Albertsons and Rite Aid made headlines earlier this year after attempting to merge as one. But could there be a riff in the partnership already? According to The Wall Street Journal, some of the would-be subsidiary’s shareholders are not keen on seeing the merger come to fruition, particularly because of concerns that the approximately $24 billion deal would undervalue the chain. As a result, opposed investors are arguing Rite Aid would be better off overhauling its pharmacies on its own.
The move comes as a surprise following the deeply intertwined plan Albertsons already released following the close of the deal, which included Rite Aid’s Chairman and Chief Executive Officer John Standley becoming Chief Executive Officer of the combined company.
“The deal is absurd based on fair value of Rite Aid’s existing stores and what it could do with them,” Steve Krol, a Florida investor whose shares in the drugstore chain are worth around $415,000, told WSJ.
A Rite Aid spokeswoman said Wednesday that its board had “engaged in a thorough review of the merger with Albertsons and believes it is in the best interests of the company’s shareholders.”
Standley affirmed that view on Thursday, commenting, “It makes sense for us strategically and financially. The merger will transform Rite Aid,” he said on a conference call with investors.
Even so, it seems that the blockade has strong favor, with one of Rite Aid’s 10 biggest shareholders, which declined to be named, telling WSJ it planned to vote against the deal because it doesn’t give shareholders a fair premium.
Under the deal, Rite Aid investors may exchange 10 of their shares for a share in the combined company, plus $1.83 in cash. Alternatively, they could exchange 10 shares for 1.079 new shares and would own about 30 percent of the new business.
Opposed investors are also wary of the competition in grocery and are unsure it is an area they wish to invest.
“Grocery is too difficult,” said Barry Endelson, a corporate real-estate broker from White Plains, NY, who has a roughly $18,000 stake in Rite Aid.

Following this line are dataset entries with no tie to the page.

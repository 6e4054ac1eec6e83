//! TLV attribute walker for reply parsing.
//!
//! Mirrors [`crate::message::MessageBuilder`] on the decode side: iterates
//! a flat attribute block, skipping tags it does not recognise, and
//! descends into nested blocks explicitly on request.

use byteorder::{ByteOrder, NativeEndian};

/// A single decoded attribute: its tag and raw (unpadded) value bytes.
#[derive(Clone, Copy, Debug)]
pub struct Attr<'a> {
    pub tag: u16,
    pub value: &'a [u8],
}

fn align4(n: usize) -> usize {
    (n + 3) & !3
}

/// Iterates the TLV attributes in `buf`, which must start exactly at the
/// first attribute (the caller has already consumed any fixed payload
/// struct that precedes attributes in the message).
pub struct AttrWalker<'a> {
    buf: &'a [u8],
    pos: usize,
}

impl<'a> AttrWalker<'a> {
    pub fn new(buf: &'a [u8]) -> Self {
        Self { buf, pos: 0 }
    }

    /// Collect every attribute in this block into a `Vec`, in order.
    pub fn collect_all(mut self) -> Vec<Attr<'a>> {
        let mut out = Vec::new();
        while let Some(a) = self.next_attr() {
            out.push(a);
        }
        out
    }

    fn next_attr(&mut self) -> Option<Attr<'a>> {
        if self.pos + 4 > self.buf.len() {
            return None;
        }
        let len = NativeEndian::read_u16(&self.buf[self.pos..self.pos + 2]) as usize;
        let tag = NativeEndian::read_u16(&self.buf[self.pos + 2..self.pos + 4]);
        if len < 4 || self.pos + len > self.buf.len() {
            return None;
        }
        let value = &self.buf[self.pos + 4..self.pos + len];
        self.pos += align4(len);
        Some(Attr { tag, value })
    }
}

impl<'a> Iterator for AttrWalker<'a> {
    type Item = Attr<'a>;

    fn next(&mut self) -> Option<Self::Item> {
        self.next_attr()
    }
}

/// Return the first attribute matching `tag` in `attrs`, unknown tags
/// skipped implicitly by the linear scan.
pub fn find<'a>(attrs: &[Attr<'a>], tag: u16) -> Option<&'a [u8]> {
    attrs.iter().find(|a| a.tag == tag).map(|a| a.value)
}

/// Decode into a nested attribute block: the caller has already located
/// the parent attribute's value bytes via [`find`].
pub fn nested(value: &[u8]) -> Vec<Attr<'_>> {
    AttrWalker::new(value).collect_all()
}

pub fn as_u32(value: &[u8]) -> Option<u32> {
    if value.len() < 4 {
        return None;
    }
    Some(NativeEndian::read_u32(&value[0..4]))
}

pub fn as_u8(value: &[u8]) -> Option<u8> {
    value.first().copied()
}

pub fn as_cstr(value: &[u8]) -> Option<&str> {
    let end = value.iter().position(|&b| b == 0).unwrap_or(value.len());
    std::str::from_utf8(&value[..end]).ok()
}

#[cfg(test)]
mod tests {
    use super::*;
    use crate::message::{MessageBuilder, NlHeader, BUF_CREATE};

    #[test]
    fn walker_recovers_attrs_built_by_the_message_builder() {
        let header = NlHeader::request(crate::abi::RTM_NEWLINK, 0, 1, 1);
        let mut b = MessageBuilder::new(BUF_CREATE, header, &[0u8; 16]).unwrap();
        b.attr_str(3, "eth0").unwrap();
        b.attr_u32(4, 1500).unwrap();
        let bytes = b.finish();

        // Skip the 16-byte nlmsg header and the 16-byte ifinfomsg payload.
        let attrs: Vec<Attr> = AttrWalker::new(&bytes[32..]).collect_all();
        assert_eq!(attrs.len(), 2);
        assert_eq!(find(&attrs, 3).and_then(as_cstr), Some("eth0"));
        assert_eq!(find(&attrs, 4).and_then(as_u32), Some(1500));
        assert_eq!(find(&attrs, 99), None);
    }

    #[test]
    fn nested_descent_round_trips() {
        let header = NlHeader::request(crate::abi::RTM_NEWLINK, 0, 1, 1);
        let mut b = MessageBuilder::new(BUF_CREATE, header, &[0u8; 16]).unwrap();
        let off = b.begin_nested(18).unwrap();
        b.attr_str(1, "bond").unwrap();
        b.end_nested(off).unwrap();
        let bytes = b.finish();

        let attrs: Vec<Attr> = AttrWalker::new(&bytes[32..]).collect_all();
        let link_info = find(&attrs, 18).expect("link info present");
        let inner = nested(link_info);
        assert_eq!(find(&inner, 1).and_then(as_cstr), Some("bond"));
    }
}
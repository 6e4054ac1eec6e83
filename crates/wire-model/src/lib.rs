//! Typed network state model: the entity records, the command grammar
//! E/G/I/the CLI match on, and the live/desired builders that produce a
//! [`state::NetworkState`].

pub mod command;
pub mod desired;
pub mod error;
pub mod query;
pub mod state;
pub mod types;

pub use command::{Action, Command, Subject};
pub use error::ModelError;
pub use state::NetworkState;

Executives from both Albertsons and Rite Aid, however, have said the merged business would appeal to customers who want to buy food and drugs at the same store.
Federal regulators are allowing the merger to proceed, according to a Rite Aid regulatory filing, and Standley said he expects the shareholder vote to take place in July, with the merger closing soon after.
Will opposed investors eventually keep Albertsons and Rite Aid apart? Deli Market News will continue to report with the latest.